Three fractures, all at the level of the medio-diaphiseal tract of long bones and well consolidated, were caused by direct traumas. These lesions, most probably connected with the military life, took place perhaps in previous combats.
The first medio-diaphiseal fracture of a right radius (also named “defense” or “Parry’s” fracture) (Aufderheide & Rodriguez-Martin, 1998) recovered well “in axis”, with no angulation or shortening of the forearm; it was probably treated by a good military surgeon. On the contrary the fracture of a right humerus, consolidated well, but in angular deformity, with shortening of the bone of 5 cm.
Finally, a fracture of a right tibia recovered with shortening of about 6 cm, causing certainly limp in this subject.
Three diagnoses of acute lesions have been made: two caused by cutting blade and one by gunshot, certainly coinciding with a rapid death of the involved subject.
The first lesion was found in a right humerus. It consists in a thin cut, with sharp margins (3.5 cm long, 0.2 cm wide, 3.5 cm deep), interesting behind the superior epiphysis. This almost perfect median cut has a vertical direction, involving the head and the anatomic and the surgical neck of the humerus. This morphology of the injury could suggest a wound caused by the point of a “briquet”, the typical large dagger of the French infantry. As a matter of fact the blade of this very common weapon exactly corresponds with the cut profile.
The wound was certainly produced from behind and top-down, involving the right humerus through the deltoid; for this direction, it is likely that the blow was directed against a run-away or a falling soldier.
The second cutting blade was localized on the left part of a frontal bone .
The lesion, consisting in a triangular cut with superior apex (0.11 cm long and maximum of 0.32 cm wide), involved the medium tract of the frontal bone. The wound was produced by the central part of a cutting blade, probably a “briquet” in this case as well.
The aggressor was certainly right-handed, because the injury is on the left side of the skull.
The third lesion, caused by a firearm, involved the right half of the squama
of a frontal bone. It consists in a circular breach, with clear-cut margins, extending towards the interior of the skull. There is a clear inward bevelling with a trunk-conic profile (external diameter of 21.5 mm, internal diameter of 27 mm).

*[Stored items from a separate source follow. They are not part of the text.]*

// ABOUTME: MCP tool identifier constants to eliminate hardcoded tool names
// ABOUTME: Provides centralized tool name constants organized by functional groups
//
// Licensed under the Apache License, Version 2.0 <LICENSE-APACHE or
// http://www.apache.org/licenses/LICENSE-2.0> or the MIT license
// <LICENSE-MIT or http://opensource.org/licenses/MIT>, at your
// option. This file may not be copied, modified, or distributed
// except according to those terms.

//! MCP tool identifier constants

/// Profile and account tools
pub const USER_PROFILE: &str = "user_profile";
pub const USER_PROFILE_STATISTICS: &str = "user_profile_statistics";
pub const GET_GEAR: &str = "get_gear";

/// Wellness range tools keyed on an end date plus a day/week/night count
pub const WEEKLY_INTENSITY_MINUTES: &str = "weekly_intensity_minutes";
pub const DAILY_INTENSITY_MINUTES: &str = "daily_intensity_minutes";
pub const DAILY_BODY_BATTERY: &str = "daily_body_battery";
pub const DAILY_HYDRATION: &str = "daily_hydration";
pub const DAILY_STEPS: &str = "daily_steps";
pub const WEEKLY_STEPS: &str = "weekly_steps";
pub const DAILY_HRV: &str = "daily_hrv";
pub const HRV_DATA: &str = "hrv_data";
pub const DAILY_SLEEP: &str = "daily_sleep";
pub const NIGHTLY_SLEEP: &str = "nightly_sleep";
pub const DAILY_STRESS: &str = "daily_stress";
pub const WEEKLY_STRESS: &str = "weekly_stress";

/// Activity tools
pub const GET_ACTIVITIES: &str = "get_activities";
pub const GET_ACTIVITIES_BY_DATE: &str = "get_activities_by_date";
pub const GET_ACTIVITY_DETAILS: &str = "get_activity_details";
pub const GET_ACTIVITY_SPLITS: &str = "get_activity_splits";
pub const GET_ACTIVITY_WEATHER: &str = "get_activity_weather";
pub const MONTHLY_ACTIVITY_SUMMARY: &str = "monthly_activity_summary";
pub const SNAPSHOT: &str = "snapshot";

/// Single-day health tools
pub const GET_RESPIRATION_DATA: &str = "get_respiration_data";
pub const GET_SPO2_DATA: &str = "get_spo2_data";
pub const GET_BLOOD_PRESSURE: &str = "get_blood_pressure";

/// Device tools
pub const GET_DEVICES: &str = "get_devices";
pub const GET_DEVICE_SETTINGS: &str = "get_device_settings";
// ABOUTME: Authenticated Garmin Connect API client with session resumption
// ABOUTME: Re-reads GARTH_TOKEN per call, refreshes expired tokens, retries rate limits
//
// Licensed under the Apache License, Version 2.0 <LICENSE-APACHE or
// http://www.apache.org/licenses/LICENSE-2.0> or the MIT license
// <LICENSE-MIT or http://opensource.org/licenses/MIT>, at your
// option. This file may not be copied, modified, or distributed
// except according to those terms.

//! Connect API client
//!
//! Wraps a shared [`reqwest::Client`] with the session handling every tool
//! needs: `GARTH_TOKEN` is re-read from the environment on each call, the
//! decoded token pair is cached until the variable changes, and an expired
//! `OAuth2` token is refreshed through the `OAuth1` exchange before the
//! request goes out.

use crate::config::environment::GarminConfig;
use crate::constants::endpoints::{connectapi_base, API_USER_AGENT};
use crate::constants::{env_config, limits};
use crate::errors::{AppError, AppResult, ErrorCode};
use crate::garmin::exchange::{self, OauthConsumer};
use crate::garmin::tokens::SessionTokens;
use reqwest::header::{AUTHORIZATION, USER_AGENT};
use reqwest::StatusCode;
use serde_json::Value;
use std::time::Duration;
use tokio::sync::Mutex;
use tracing::{debug, info, warn};

/// Retry behavior for rate-limited Connect API calls.
#[derive(Debug, Clone)]
pub struct RetryConfig {
    /// Attempts before a 429 response is surfaced as an error
    pub max_retries: u32,
    /// First backoff delay in milliseconds, doubled per attempt
    pub initial_backoff_ms: u64,
}

impl Default for RetryConfig {
    fn default() -> Self {
        Self {
            max_retries: limits::MAX_RETRIES,
            initial_backoff_ms: limits::RETRY_BACKOFF_MS,
        }
    }
}

/// Decoded session plus the raw environment string it came from. The raw
/// string is kept so a changed `GARTH_TOKEN` triggers a reload while a
/// refreshed `OAuth2` token survives between calls.
struct SessionState {
    raw: String,
    tokens: SessionTokens,
}

/// Authenticated Garmin Connect API client.
pub struct GarminClient {
    http: reqwest::Client,
    default_domain: String,
    retry: RetryConfig,
    session: Mutex<Option<SessionState>>,
    consumer: Mutex<Option<OauthConsumer>>,
}

impl GarminClient {
    /// Create a client for the configured Garmin domain.
    ///
    /// # Errors
    ///
    /// Returns a config error when the underlying HTTP client cannot be
    /// constructed.
    pub fn new(config: &GarminConfig) -> AppResult<Self> {
        let http = reqwest::Client::builder()
            .timeout(Duration::from_secs(limits::HTTP_TIMEOUT_SECS))
            .build()
            .map_err(|e| AppError::config(format!("failed to build HTTP client: {e}")))?;

        Ok(Self {
            http,
            default_domain: config.domain.clone(),
            retry: RetryConfig::default(),
            session: Mutex::new(None),
            consumer: Mutex::new(None),
        })
    }

    /// GET a Connect API endpoint and return its JSON body.
    ///
    /// Empty and `204 No Content` responses yield `Value::Null`.
    ///
    /// # Errors
    ///
    /// Returns auth errors when no usable session exists, a rate-limit error
    /// when retries are exhausted, and external-service errors for other
    /// failures.
    pub async fn connectapi(&self, endpoint: &str) -> AppResult<Value> {
        self.execute(endpoint, &[]).await
    }

    /// GET a Connect API endpoint with query parameters.
    ///
    /// # Errors
    ///
    /// Same failure modes as [`Self::connectapi`].
    pub async fn connectapi_with_query(
        &self,
        endpoint: &str,
        query: &[(&str, String)],
    ) -> AppResult<Value> {
        self.execute(endpoint, query).await
    }

    async fn execute(&self, endpoint: &str, query: &[(&str, String)]) -> AppResult<Value> {
        let (base_url, authorization) = self.ensure_session().await?;
        let url = build_url(&base_url, endpoint);
        debug!(url = %url, "Garmin Connect API request");

        let mut attempt: u32 = 0;
        loop {
            let mut request = self
                .http
                .get(&url)
                .header(USER_AGENT, API_USER_AGENT)
                .header(AUTHORIZATION, &authorization);
            if !query.is_empty() {
                request = request.query(query);
            }

            let response = request
                .send()
                .await
                .map_err(|e| AppError::from(e).with_endpoint(endpoint))?;
            let status = response.status();

            if status == StatusCode::TOO_MANY_REQUESTS {
                attempt += 1;
                if attempt >= self.retry.max_retries {
                    warn!(
                        endpoint = %endpoint,
                        max_retries = self.retry.max_retries,
                        "Garmin Connect rate limit hit, retries exhausted"
                    );
                    return Err(AppError::rate_limited().with_endpoint(endpoint));
                }

                let backoff_ms = self.retry.initial_backoff_ms * 2_u64.pow(attempt - 1);
                warn!(
                    endpoint = %endpoint,
                    attempt,
                    backoff_ms,
                    "Garmin Connect rate limit hit, backing off"
                );
                tokio::time::sleep(Duration::from_millis(backoff_ms)).await;
                continue;
            }

            return parse_response(endpoint, response).await;
        }
    }

    /// Resolve a usable session, loading and refreshing tokens as needed.
    ///
    /// Returns the Connect API base URL for the session's domain and the
    /// `Authorization` header value. Both are cloned out so the session lock
    /// is not held across the actual request.
    async fn ensure_session(&self) -> AppResult<(String, String)> {
        let raw = env_config::garth_token()
            .ok_or_else(|| AppError::new(ErrorCode::AuthRequired, "GARTH_TOKEN is not set"))?;

        let mut guard = self.session.lock().await;

        let reusable = guard.as_ref().is_some_and(|state| state.raw == raw);
        if !reusable {
            let tokens = SessionTokens::loads(&raw)?;
            info!(
                domain = %tokens.oauth1.resolved_domain(),
                "resumed Garmin session from GARTH_TOKEN"
            );
            *guard = Some(SessionState { raw, tokens });
        }

        let Some(state) = guard.as_mut() else {
            return Err(AppError::internal("session state unavailable after load"));
        };

        if state.tokens.oauth2.is_expired() {
            info!("OAuth2 token expired, refreshing through token exchange");
            let consumer = self.consumer().await?;
            state.tokens.oauth2 =
                exchange::exchange(&self.http, &consumer, &state.tokens.oauth1).await?;
        }

        let domain = state
            .tokens
            .oauth1
            .domain
            .as_deref()
            .filter(|domain| !domain.is_empty())
            .unwrap_or(&self.default_domain);

        Ok((
            connectapi_base(domain),
            state.tokens.oauth2.authorization_header(),
        ))
    }

    /// Consumer credentials for the token exchange, fetched once and cached.
    async fn consumer(&self) -> AppResult<OauthConsumer> {
        let mut guard = self.consumer.lock().await;
        if let Some(consumer) = guard.as_ref() {
            return Ok(consumer.clone());
        }

        let fetched = exchange::fetch_consumer(&self.http).await?;
        *guard = Some(fetched.clone());
        Ok(fetched)
    }
}

/// Join an endpoint path onto the Connect API base URL.
fn build_url(base_url: &str, endpoint: &str) -> String {
    format!("{base_url}/{}", endpoint.trim_start_matches('/'))
}

/// Map a Connect API response onto a JSON value or an application error.
async fn parse_response(endpoint: &str, response: reqwest::Response) -> AppResult<Value> {
    let status = response.status();

    match status {
        StatusCode::UNAUTHORIZED | StatusCode::FORBIDDEN => Err(AppError::new(
            ErrorCode::ExternalAuthFailed,
            format!("Garmin Connect denied the request with HTTP {status}"),
        )
        .with_endpoint(endpoint)),
        StatusCode::NOT_FOUND => {
            Err(AppError::not_found(format!("Garmin Connect resource {endpoint}"))
                .with_endpoint(endpoint))
        }
        _ if status.is_success() => {
            let body = response.text().await.unwrap_or_default();
            if body.trim().is_empty() {
                return Ok(Value::Null);
            }
            serde_json::from_str(&body).map_err(|e| {
                AppError::new(
                    ErrorCode::SerializationError,
                    format!("Garmin Connect returned a non-JSON body for {endpoint}"),
                )
                .with_source(e)
            })
        }
        _ => {
            let body = response.text().await.unwrap_or_default();
            Err(
                AppError::external_service("Garmin Connect", format!("HTTP {status}: {body}"))
                    .with_endpoint(endpoint),
            )
        }
    }
}

#[cfg(test)]
mod tests {
    #![allow(clippy::unwrap_used)]

    use super::*;

    #[test]
    fn test_build_url_joins_with_single_slash() {
        let base = "https://connectapi.garmin.com";
        assert_eq!(
            build_url(base, "activity-service/activity/123"),
            "https://connectapi.garmin.com/activity-service/activity/123"
        );
        assert_eq!(
            build_url(base, "/activity-service/activity/123"),
            "https://connectapi.garmin.com/activity-service/activity/123"
        );
    }

    #[test]
    fn test_build_url_keeps_inline_query() {
        assert_eq!(
            build_url(
                "https://connectapi.garmin.cn",
                "gear-service/gear/filterGear?userProfilePk=42"
            ),
            "https://connectapi.garmin.cn/gear-service/gear/filterGear?userProfilePk=42"
        );
    }

    #[test]
    fn test_retry_config_defaults() {
        let retry = RetryConfig::default();
        assert_eq!(retry.max_retries, limits::MAX_RETRIES);
        assert_eq!(retry.initial_backoff_ms, limits::RETRY_BACKOFF_MS);
    }

    #[test]
    fn test_client_construction() {
        let config = GarminConfig {
            domain: "garmin.com".to_owned(),
        };
        let client = GarminClient::new(&config).unwrap();
        assert_eq!(client.default_domain, "garmin.com");
    }
}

The external diameter of this defect, certainly produced by a penetrating projectile, has a caliber larger of the ammunitions used in contemporary muzzle-loading guns (16 mm) (Exteberria, 1999); on the contrary it well corresponds to the 20 mm caliber of the so-called “biscalliens”, the iron balls of the canister (Nafziger, 1996).
There is only a case of congenital anomaly in the sample: a spina bifida aperta
This is the most common of all spinal congenital defects especially if is localized in the sacrum. There are two types of defect: spina bifida occulta
and spina bifida aperta
, the latter is more severe (Aufderheide & Rodriguez-Martin, 1998).
In this case the anomaly did not prevent a regular military service of the subject.
It is evident that the exiguous number of lesions we have identified in the Marengo ossuary can only offer a glimpse of the traumatology of this important battle of the Napoleonic Era. The partiality of the bones of the soldiers (250 on about 7000 dead individuals), limited to the long bones of the limbs, explains, almost partially, this result.
However, it was possible to obtain some precious and direct informations about the “dynamics” of the severe wounds produced during a Napoleonic era battle.
Only an accurate exploration of military common grave or of an entire war cemetery, with intact burials, could offer a more global traumatological picture.